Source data
■ ■ ■ ■
//! The timed discovery session.
//!
//! A [`ScanSession`] is created once at bridge startup and lives for the life of the process.
//! Each call to [`start`][ScanSession::start] opens a new *generation* of the session: prior
//! results are cleared, a one-shot expiry is armed, and the adapter is instructed to begin
//! discovery. Sightings delivered while the session is scanning accumulate deduplicated and
//! in first-seen order until either an explicit [`stop`][ScanSession::stop] or the expiry
//! ends the generation.
//!
//! All state lives behind a single mutex. Lifecycle calls, event ingestion, and the expiry
//! callback serialize on it, so a `start` racing with in-flight events from the previous
//! generation cannot straddle the clear-on-start boundary. The expiry callback captures the
//! generation it was armed for and re-checks it under the lock when it fires; a timer
//! outliving a manual stop can never shut down a newer generation.

use std::collections::HashSet;
use std::sync::{Arc, Mutex, Weak};
use std::time::Duration;

use futures_core::Stream;
use futures_lite::StreamExt;
use tracing::{debug, warn};

use crate::adapter::DiscoveryAdapter;
use crate::notifier::Notifier;
use crate::scheduler::{ScheduleHandle, Scheduler};
use crate::{DeviceSighting, ScanEvent};

/// How long a scan runs before stopping itself, unless configured otherwise.
pub const DEFAULT_SCAN_PERIOD: Duration = Duration::from_millis(10_000);

/// Lifecycle state of a [`ScanSession`].
#[derive(Debug, Clone, Copy, PartialEq, Eq, PartialOrd, Ord, Hash)]
pub enum ScanState {
    /// No discovery running, no expiry armed
    Idle,
    /// Discovery running, counting toward the automatic stop
    Scanning,
}

struct SessionInner {
    state: ScanState,
    generation: u64,
    results: Vec<DeviceSighting>,
    seen: HashSet<String>,
    expiry: Option<ScheduleHandle>,
}

/// A timed BLE discovery session with deduplicated results.
///
/// Discovery is active on the adapter if and only if the session is
/// [`Scanning`][ScanState::Scanning]. `start` and `stop` are idempotent, and both return as
/// soon as the state is updated and the adapter/scheduler instructions are issued.
pub struct ScanSession {
    adapter: Option<Arc<dyn DiscoveryAdapter>>,
    scheduler: Arc<dyn Scheduler>,
    notifier: Arc<dyn Notifier>,
    scan_period: Duration,
    // Handed to expiry callbacks; a timer must not keep a dead session alive.
    weak_self: Weak<ScanSession>,
    inner: Mutex<SessionInner>,
}

impl ScanSession {
    /// Creates a session that stops itself after [`DEFAULT_SCAN_PERIOD`].
    pub fn new(
        adapter: Option<Arc<dyn DiscoveryAdapter>>,
        scheduler: Arc<dyn Scheduler>,
        notifier: Arc<dyn Notifier>,
    ) -> Arc<Self> {
        Self::with_scan_period(adapter, scheduler, notifier, DEFAULT_SCAN_PERIOD)
    }

    /// Creates a session with a custom scan period.
    pub fn with_scan_period(
        adapter: Option<Arc<dyn DiscoveryAdapter>>,
        scheduler: Arc<dyn Scheduler>,
        notifier: Arc<dyn Notifier>,
        scan_period: Duration,
    ) -> Arc<Self> {
        Arc::new_cyclic(|weak_self| ScanSession {
            adapter,
            scheduler,
            notifier,
            scan_period,
            weak_self: weak_self.clone(),
            inner: Mutex::new(SessionInner {
                state: ScanState::Idle,
                generation: 0,
                results: Vec::new(),
                seen: HashSet::new(),
                expiry: None,
            }),
        })
    }

    /// Starts a new scan generation.
    ///
    /// Clears prior results, arms the expiry, instructs the adapter to begin discovery, and
    /// returns. A no-op when already scanning or when no adapter is configured. Adapter
    /// failures to begin discovery arrive later as [`ScanEvent::Failed`], never from this
    /// call.
    pub fn start(&self) {
        let Some(adapter) = &self.adapter else {
            debug!("no Bluetooth adapter, scan request ignored");
            return;
        };

        let mut inner = self.inner.lock().unwrap();
        if inner.state == ScanState::Scanning {
            return;
        }

        inner.results.clear();
        inner.seen.clear();
        inner.generation += 1;

        let generation = inner.generation;
        let session = self.weak_self.clone();
        let expiry = self.scheduler.schedule(
            self.scan_period,
            Box::new(move || expire(&session, generation)),
        );

        inner.expiry = Some(expiry);
        inner.state = ScanState::Scanning;
        adapter.begin_discovery();
        debug!("started scan generation {generation}, auto-stop in {:?}", self.scan_period);
        self.notifier.notify("Scanning for BLE devices...");
    }

    /// Stops the current scan generation. A no-op when already idle.
    pub fn stop(&self) {
        let mut inner = self.inner.lock().unwrap();
        if inner.state != ScanState::Scanning {
            return;
        }

        if let Some(expiry) = inner.expiry.take() {
            expiry.cancel();
        }
        self.end_generation(&mut inner);
    }

    /// The expiry path. Runs the equivalent of [`stop`][Self::stop] exactly once for the
    /// generation the timer was armed for; anything else means a manual stop already won.
    fn on_expiry(&self, generation: u64) {
        let mut inner = self.inner.lock().unwrap();
        if inner.state != ScanState::Scanning || inner.generation != generation {
            debug!("expiry for superseded scan generation {generation} ignored");
            return;
        }

        inner.expiry = None;
        self.end_generation(&mut inner);
    }

    fn end_generation(&self, inner: &mut SessionInner) {
        inner.state = ScanState::Idle;
        if let Some(adapter) = &self.adapter {
            adapter.end_discovery();
        }
        debug!("stopped scan generation {}", inner.generation);
        self.notifier.notify("BLE scan stopped");
    }

    /// Applies one adapter event to the session.
    ///
    /// Sightings arriving after the session has gone idle are dropped; failure notices are
    /// surfaced through the notifier without touching the scan state, since the adapter may
    /// or may not still be discovering.
    pub fn handle_event(&self, event: ScanEvent) {
        match event {
            ScanEvent::Sighting(sighting) => self.ingest(std::iter::once(sighting)),
            ScanEvent::Batch(sightings) => self.ingest(sightings),
            ScanEvent::Failed(failure) => {
                warn!("discovery failed: {failure}");
                self.notifier.notify(&format!("BLE scan failed with error: {failure}"));
            }
        }
    }

    fn ingest(&self, sightings: impl IntoIterator<Item = DeviceSighting>) {
        let mut inner = self.inner.lock().unwrap();
        if inner.state != ScanState::Scanning {
            debug!("sighting after scan end dropped");
            return;
        }

        for sighting in sightings {
            // Unique by hardware address; a renamed device is still the same device.
            if inner.seen.insert(sighting.address.clone()) {
                inner.results.push(sighting);
            }
        }
    }

    /// A snapshot of the current generation's sightings in first-seen order.
    pub fn results(&self) -> Vec<DeviceSighting> {
        self.inner.lock().unwrap().results.clone()
    }

    /// The current lifecycle state.
    pub fn state(&self) -> ScanState {
        self.inner.lock().unwrap().state
    }

    /// Whether a scan generation is currently open.
    pub fn is_scanning(&self) -> bool {
        self.state() == ScanState::Scanning
    }

    /// Forwards every event from `events` into [`handle_event`][Self::handle_event] until the
    /// stream ends.
    ///
    /// Pair this with [`event_channel`] to connect a platform scan callback to the session.
    pub async fn pump<S>(&self, mut events: S)
    where
        S: Stream<Item = ScanEvent> + Unpin,
    {
        while let Some(event) = events.next().await {
            self.handle_event(event);
        }
        debug!("scan event stream ended");
    }
}

fn expire(session: &Weak<ScanSession>, generation: u64) {
    if let Some(session) = session.upgrade() {
        session.on_expiry(generation);
    }
}

/// Creates the bounded channel pair connecting a platform scan callback to the session.
///
/// The sending half lives in the platform layer, which should deliver with `try_send` (a
/// callback thread must not block on a slow consumer); the receiving half is handed to
/// [`ScanSession::pump`].
pub fn event_channel() -> (async_channel::Sender<ScanEvent>, async_channel::Receiver<ScanEvent>) {
    async_channel::bounded(16)
}
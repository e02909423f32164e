//! Scripted collaborators shared by the integration tests.

#![allow(dead_code)] // each test file uses a different subset

use std::collections::HashSet;
use std::sync::atomic::{AtomicBool, AtomicUsize, Ordering};
use std::sync::{Arc, Mutex};
use std::time::Duration;

use blebridge::scheduler::ExpiryCallback;
use blebridge::{
    DeviceSighting, DiscoveryAdapter, Notifier, Permission, PermissionGate, ScheduleHandle,
    Scheduler,
};

pub fn sighting(name: &str, address: &str) -> DeviceSighting {
    DeviceSighting::new(name.to_string(), address)
}

pub fn unnamed_sighting(address: &str) -> DeviceSighting {
    DeviceSighting::new(None, address)
}

/// Adapter that records the instructions issued to it.
#[derive(Default)]
pub struct FakeAdapter {
    enabled: AtomicBool,
    begins: AtomicUsize,
    ends: AtomicUsize,
    enables: AtomicUsize,
    bonded: Vec<DeviceSighting>,
}

impl FakeAdapter {
    pub fn enabled() -> Arc<Self> {
        Arc::new(FakeAdapter {
            enabled: AtomicBool::new(true),
            ..Default::default()
        })
    }

    pub fn disabled() -> Arc<Self> {
        Arc::new(FakeAdapter::default())
    }

    pub fn with_bonded(bonded: Vec<DeviceSighting>) -> Arc<Self> {
        Arc::new(FakeAdapter {
            enabled: AtomicBool::new(true),
            bonded,
            ..Default::default()
        })
    }

    pub fn begins(&self) -> usize {
        self.begins.load(Ordering::SeqCst)
    }

    pub fn ends(&self) -> usize {
        self.ends.load(Ordering::SeqCst)
    }

    pub fn enables(&self) -> usize {
        self.enables.load(Ordering::SeqCst)
    }
}

impl DiscoveryAdapter for FakeAdapter {
    fn is_enabled(&self) -> bool {
        self.enabled.load(Ordering::SeqCst)
    }

    fn enable(&self) -> blebridge::Result<()> {
        self.enables.fetch_add(1, Ordering::SeqCst);
        self.enabled.store(true, Ordering::SeqCst);
        Ok(())
    }

    fn begin_discovery(&self) {
        self.begins.fetch_add(1, Ordering::SeqCst);
    }

    fn end_discovery(&self) {
        self.ends.fetch_add(1, Ordering::SeqCst);
    }

    fn paired_devices(&self) -> Vec<DeviceSighting> {
        self.bonded.clone()
    }
}

/// Scheduler whose timers only fire when the test says so.
#[derive(Default)]
pub struct ManualScheduler {
    armed: Mutex<Vec<(ScheduleHandle, ExpiryCallback)>>,
}

impl ManualScheduler {
    pub fn new() -> Arc<Self> {
        Arc::new(ManualScheduler::default())
    }

    /// Timers armed and neither fired nor cancelled.
    pub fn armed_count(&self) -> usize {
        self.armed
            .lock()
            .unwrap()
            .iter()
            .filter(|(handle, _)| !handle.is_cancelled())
            .count()
    }

    /// Fires the oldest armed timer, honoring cancellation.
    pub fn fire_next(&self) {
        let entry = {
            let mut armed = self.armed.lock().unwrap();
            if armed.is_empty() {
                return;
            }
            armed.remove(0)
        };
        let (handle, callback) = entry;
        if !handle.is_cancelled() {
            callback();
        }
    }

    /// Fires the oldest timer even if it was cancelled, simulating a callback already in
    /// flight when the cancel landed.
    pub fn force_fire_next(&self) {
        let entry = {
            let mut armed = self.armed.lock().unwrap();
            if armed.is_empty() {
                return;
            }
            armed.remove(0)
        };
        let (_, callback) = entry;
        callback();
    }
}

impl Scheduler for ManualScheduler {
    fn schedule(&self, _delay: Duration, callback: ExpiryCallback) -> ScheduleHandle {
        let handle = ScheduleHandle::new();
        self.armed.lock().unwrap().push((handle.clone(), callback));
        handle
    }
}

/// Notifier that keeps every notice for later assertions.
#[derive(Default)]
pub struct RecordingNotifier {
    messages: Mutex<Vec<String>>,
}

impl RecordingNotifier {
    pub fn new() -> Arc<Self> {
        Arc::new(RecordingNotifier::default())
    }

    pub fn messages(&self) -> Vec<String> {
        self.messages.lock().unwrap().clone()
    }
}

impl Notifier for RecordingNotifier {
    fn notify(&self, message: &str) {
        self.messages.lock().unwrap().push(message.to_string());
    }
}

/// Permission gate with a scripted grant set.
#[derive(Default)]
pub struct FakeGate {
    granted: Mutex<HashSet<Permission>>,
    requested: Mutex<Vec<Vec<Permission>>>,
}

impl FakeGate {
    pub fn granting(granted: impl IntoIterator<Item = Permission>) -> Arc<Self> {
        Arc::new(FakeGate {
            granted: Mutex::new(granted.into_iter().collect()),
            requested: Mutex::new(Vec::new()),
        })
    }

    pub fn requests(&self) -> Vec<Vec<Permission>> {
        self.requested.lock().unwrap().clone()
    }
}

impl PermissionGate for FakeGate {
    fn is_granted(&self, permission: Permission) -> bool {
        self.granted.lock().unwrap().contains(&permission)
    }

    fn request(&self, permissions: &[Permission]) -> blebridge::Result<()> {
        self.requested.lock().unwrap().push(permissions.to_vec());
        Ok(())
    }
}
■ ■ ■ ■
*Task to carry out*. Which lines belong in the answer? Exactly those from the first line of the entries through the line holding "the session: prior", inclusive, copied unchanged.

*Expected answer*.
//! The timed discovery session.
//!
//! A [`ScanSession`] is created once at bridge startup and lives for the life of the process.
//! Each call to [`start`][ScanSession::start] opens a new *generation* of the session: prior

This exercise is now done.